## TASK TO COMPLETE
Reproduce every entry in the listing without alteration.

Start of Block

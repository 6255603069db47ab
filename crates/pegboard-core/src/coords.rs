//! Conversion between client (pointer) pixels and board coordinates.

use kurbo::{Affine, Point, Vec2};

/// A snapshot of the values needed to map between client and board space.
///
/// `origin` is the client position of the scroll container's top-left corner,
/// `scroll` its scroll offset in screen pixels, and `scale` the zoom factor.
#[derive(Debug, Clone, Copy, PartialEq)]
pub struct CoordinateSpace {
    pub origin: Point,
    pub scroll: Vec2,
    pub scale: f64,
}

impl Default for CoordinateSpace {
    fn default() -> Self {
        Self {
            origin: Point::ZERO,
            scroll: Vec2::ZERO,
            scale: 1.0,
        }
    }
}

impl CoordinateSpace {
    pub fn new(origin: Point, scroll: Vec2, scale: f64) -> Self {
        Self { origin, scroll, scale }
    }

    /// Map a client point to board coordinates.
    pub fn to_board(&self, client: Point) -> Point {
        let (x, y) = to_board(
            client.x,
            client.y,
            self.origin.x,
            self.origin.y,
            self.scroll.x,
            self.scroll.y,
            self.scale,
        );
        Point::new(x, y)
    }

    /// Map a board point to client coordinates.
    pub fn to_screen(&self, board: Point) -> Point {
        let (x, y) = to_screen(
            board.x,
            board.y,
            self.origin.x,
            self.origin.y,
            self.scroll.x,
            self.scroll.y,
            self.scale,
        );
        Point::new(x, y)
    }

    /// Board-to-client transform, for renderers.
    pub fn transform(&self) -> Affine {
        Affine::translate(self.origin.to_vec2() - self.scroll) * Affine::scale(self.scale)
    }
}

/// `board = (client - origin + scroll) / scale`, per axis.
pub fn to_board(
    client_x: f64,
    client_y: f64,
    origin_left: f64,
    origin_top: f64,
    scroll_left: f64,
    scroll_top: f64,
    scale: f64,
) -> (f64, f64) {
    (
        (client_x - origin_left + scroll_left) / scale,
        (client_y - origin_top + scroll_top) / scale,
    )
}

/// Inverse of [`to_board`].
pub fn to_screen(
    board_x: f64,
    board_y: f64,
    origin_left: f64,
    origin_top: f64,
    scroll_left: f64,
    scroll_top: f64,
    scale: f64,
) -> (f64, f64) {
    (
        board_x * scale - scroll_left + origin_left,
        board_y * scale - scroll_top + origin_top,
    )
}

End of Block

## EXERCISE RESPONSE
repository 6255603069db47ab
filename crates/pegboard-core/src/coords.rs
//! Conversion between client (pointer) pixels and board coordinates.

use kurbo::{Affine, Point, Vec2};

/// A snapshot of the values needed to map between client and board space.
///
/// `origin` is the client position of the scroll container's top-left corner,
/// `scroll` its scroll offset in screen pixels, and `scale` the zoom factor.
#[derive(Debug, Clone, Copy, PartialEq)]
pub struct CoordinateSpace {
    pub origin: Point,
    pub scroll: Vec2,
    pub scale: f64,
}

impl Default for CoordinateSpace {
    fn default() -> Self {
        Self {
            origin: Point::ZERO,
            scroll: Vec2::ZERO,
            scale: 1.0,
        }
    }
}

impl CoordinateSpace {
    pub fn new(origin: Point, scroll: Vec2, scale: f64) -> Self {
        Self { origin, scroll, scale }
    }

    /// Map a client point to board coordinates.
    pub fn to_board(&self, client: Point) -> Point {
        let (x, y) = to_board(
            client.x,
            client.y,
            self.origin.x,
            self.origin.y,
            self.scroll.x,
            self.scroll.y,
            self.scale,
        );
        Point::new(x, y)
    }

    /// Map a board point to client coordinates.
    pub fn to_screen(&self, board: Point) -> Point {
        let (x, y) = to_screen(
            board.x,
            board.y,
            self.origin.x,
            self.origin.y,
            self.scroll.x,
            self.scroll.y,
            self.scale,
        );
        Point::new(x, y)
    }

    /// Board-to-client transform, for renderers.
    pub fn transform(&self) -> Affine {
        Affine::translate(self.origin.to_vec2() - self.scroll) * Affine::scale(self.scale)
    }
}

/// `board = (client - origin + scroll) / scale`, per axis.
pub fn to_board(
    client_x: f64,
    client_y: f64,
    origin_left: f64,
    origin_top: f64,
    scroll_left: f64,
    scroll_top: f64,
    scale: f64,
) -> (f64, f64) {
    (
        (client_x - origin_left + scroll_left) / scale,
        (client_y - origin_top + scroll_top) / scale,
    )
}

/// Inverse of [`to_board`].
pub fn to_screen(
    board_x: f64,
    board_y: f64,
    origin_left: f64,
    origin_top: f64,
    scroll_left: f64,
    scroll_top: f64,
    scale: f64,
) -> (f64, f64) {
    (
        board_x * scale - scroll_left + origin_left,
        board_y * scale - scroll_top + origin_top,
    )
}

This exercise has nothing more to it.